Hintergrundinformationen zu den Operationen / Herkunft und Entwicklung: Die operative Behandlung der Spinalkanalstenose ist weit über 40 Jahre etabliert, wenngleich sich die Techniken erheblich verändert haben. Ohne entsprechende sichere Diagnostik, die eine Eingrenzung der Spinalkanalstenose auf ein oder zwei Höhen erlaubt, wurde früher über einen großen Zugang eine langstreckige Freilegung der Rückenmarkshaut über mehrere Segmente durchgeführt. Dazu wurde nach Abpräparation der paravertebralen Muskulatur eine Laminektomie in mehreren Höhen durchgeführt, also eine Entfernung der Dornforsätze und der Wirbelbögen. Dadurch war zwar eine Entlastung der nervalen Strukturen gewährleistet, allerdings mit dem Nachteil einer zunehmenden Instabilität oder Verkrümmung der Wirbelsäule. Seit etlichen Jahren erfolgt der Zugang minimalinvasiv. Unter dem Operationsmikroskop wird im sogenannten Undercutting-Verfahren von einer Seite aus über die Mittellinie hinweg zur Gegenseite präpariert und so der Kanal Schritt für Schritt beidseits aufgefräst (Cross-over-Technik).

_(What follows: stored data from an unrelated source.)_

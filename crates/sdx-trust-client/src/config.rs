//! Trust-client configuration.
//!
//! Base URLs for the peer trust services (each an *ordered* list — the
//! dispatcher tries them in configuration order), identity-provider
//! credentials, and timeouts. Load from environment variables via
//! [`TrustClientConfig::from_env`] or construct explicitly for tests.

use url::Url;
use zeroize::Zeroizing;

use crate::error::ConfigError;

/// One named trust-service endpoint.
#[derive(Debug, Clone)]
pub struct EndpointConfig {
    /// Diagnostic name used in dispatch logs (defaults to the URL host).
    pub name: String,
    /// Service base URL.
    pub url: Url,
}

impl EndpointConfig {
    /// Name an endpoint after its host.
    pub fn from_url(url: Url) -> Self {
        let name = url.host_str().unwrap_or("unnamed").to_string();
        Self { name, url }
    }
}

/// Identity-provider connection block (password grant).
///
/// Custom `Debug` implementation redacts the password to prevent
/// credential leakage in log output.
#[derive(Clone)]
pub struct IdentityProviderConfig {
    /// Token endpoint (form-encoded POST).
    pub token_url: Url,
    /// Logout endpoint (form-encoded POST).
    pub logout_url: Url,
    /// OAuth2 client id.
    pub client_id: String,
    /// Resource-owner username.
    pub username: String,
    /// Resource-owner password.
    pub password: Zeroizing<String>,
}

impl std::fmt::Debug for IdentityProviderConfig {
    fn fmt(&self, f: &mut std::fmt::Formatter<'_>) -> std::fmt::Result {
        f.debug_struct("IdentityProviderConfig")
            .field("token_url", &self.token_url)
            .field("logout_url", &self.logout_url)
            .field("client_id", &self.client_id)
            .field("username", &self.username)
            .field("password", &"[REDACTED]")
            .finish()
    }
}

/// Configuration for [`TrustClient`](crate::TrustClient).
#[derive(Debug, Clone)]
pub struct TrustClientConfig {
    /// Compliance-service endpoints, in dispatch order.
    pub compliance_endpoints: Vec<EndpointConfig>,
    /// Registry-service endpoints, in dispatch order.
    pub registry_endpoints: Vec<EndpointConfig>,
    /// Notary-service endpoints, in dispatch order.
    pub notary_endpoints: Vec<EndpointConfig>,
    /// Identity provider; `None` leaves the token manager inactive.
    pub identity_provider: Option<IdentityProviderConfig>,
    /// Per-request timeout in seconds.
    pub timeout_secs: u64,
    /// Background token-refresh period in seconds.
    pub refresh_interval_secs: u64,
}

impl TrustClientConfig {
    /// Load configuration from environment variables.
    ///
    /// Variables:
    /// - `SDX_COMPLIANCE_URLS` — comma-separated, in dispatch order
    ///   (default: `https://compliance.sdx.example`)
    /// - `SDX_REGISTRY_URLS` (default: `https://registry.sdx.example`)
    /// - `SDX_NOTARY_URLS` (default: `https://notary.sdx.example`)
    /// - `SDX_IDP_TOKEN_URL`, `SDX_IDP_LOGOUT_URL`, `SDX_IDP_CLIENT_ID`,
    ///   `SDX_IDP_USERNAME`, `SDX_IDP_PASSWORD` — all five set activates
    ///   the token manager; none set leaves it inactive; a partial set is
    ///   a configuration error
    /// - `SDX_TIMEOUT_SECS` (default: 30)
    /// - `SDX_TOKEN_REFRESH_SECS` (default: 120)
    pub fn from_env() -> Result<Self, ConfigError> {
        Ok(Self {
            compliance_endpoints: env_urls("SDX_COMPLIANCE_URLS", "https://compliance.sdx.example")?,
            registry_endpoints: env_urls("SDX_REGISTRY_URLS", "https://registry.sdx.example")?,
            notary_endpoints: env_urls("SDX_NOTARY_URLS", "https://notary.sdx.example")?,
            identity_provider: idp_from_env()?,
            timeout_secs: env_u64("SDX_TIMEOUT_SECS", 30),
            refresh_interval_secs: env_u64("SDX_TOKEN_REFRESH_SECS", 120),
        })
    }

    /// Configuration pointing every service at local mock servers
    /// (for testing). No identity provider; the token manager stays
    /// inactive unless one is set explicitly.
    pub fn local_mock(base_port: u16) -> Result<Self, ConfigError> {
        let make = |port: u16| -> Result<Vec<EndpointConfig>, ConfigError> {
            let url = Url::parse(&format!("http://127.0.0.1:{port}"))
                .map_err(|e| ConfigError::InvalidUrl("localhost".to_string(), e.to_string()))?;
            Ok(vec![EndpointConfig::from_url(url)])
        };
        Ok(Self {
            compliance_endpoints: make(base_port)?,
            registry_endpoints: make(base_port + 1)?,
            notary_endpoints: make(base_port + 2)?,
            identity_provider: None,
            timeout_secs: 5,
            refresh_interval_secs: 120,
        })
    }
}

fn env_urls(var: &str, default: &str) -> Result<Vec<EndpointConfig>, ConfigError> {
    let raw = std::env::var(var).unwrap_or_else(|_| default.to_string());
    let mut endpoints = Vec::new();
    for piece in raw.split(',').map(str::trim).filter(|p| !p.is_empty()) {
        let url = Url::parse(piece)
            .map_err(|e| ConfigError::InvalidUrl(var.to_string(), e.to_string()))?;
        endpoints.push(EndpointConfig::from_url(url));
    }
    if endpoints.is_empty() {
        return Err(ConfigError::InvalidUrl(
            var.to_string(),
            "no endpoint URLs".to_string(),
        ));
    }
    Ok(endpoints)
}

fn env_u64(var: &str, default: u64) -> u64 {
    std::env::var(var)
        .ok()
        .and_then(|s| s.parse().ok())
        .unwrap_or(default)
}

fn idp_from_env() -> Result<Option<IdentityProviderConfig>, ConfigError> {
    const VARS: [&str; 5] = [
        "SDX_IDP_TOKEN_URL",
        "SDX_IDP_LOGOUT_URL",
        "SDX_IDP_CLIENT_ID",
        "SDX_IDP_USERNAME",
        "SDX_IDP_PASSWORD",
    ];
    let values: Vec<Option<String>> = VARS.iter().map(|v| std::env::var(v).ok()).collect();

    if values.iter().all(Option::is_none) {
        return Ok(None);
    }
    for (var, value) in VARS.iter().zip(&values) {
        if value.is_none() {
            return Err(ConfigError::IncompleteIdentityProvider(var));
        }
    }

    let parse = |var: &str, raw: &str| -> Result<Url, ConfigError> {
        Url::parse(raw).map_err(|e| ConfigError::InvalidUrl(var.to_string(), e.to_string()))
    };
    Ok(Some(IdentityProviderConfig {
        token_url: parse(VARS[0], values[0].as_deref().unwrap_or_default())?,
        logout_url: parse(VARS[1], values[1].as_deref().unwrap_or_default())?,
        client_id: values[2].clone().unwrap_or_default(),
        username: values[3].clone().unwrap_or_default(),
        password: Zeroizing::new(values[4].clone().unwrap_or_default()),
    }))
}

Stationär/ambulant: Die Operation wird in der Regel unter stationären Bedingungen durchgeführt – mit einer Liegedauer von fünf bis acht Tagen. Bei monosegmentalen Eingriffen ist eine ambulante Durchführung denkbar, wird aber von den wenigsten Patienten gewünscht.

Kosten der Operation: Die Kosten für das Verfahren werden sowohl von den privaten als auch von den gesetzlichen Krankenkassen voll übernommen. Für Selbstzahler belaufen sich die Kosten auf 5.000 – 6.000 Euro.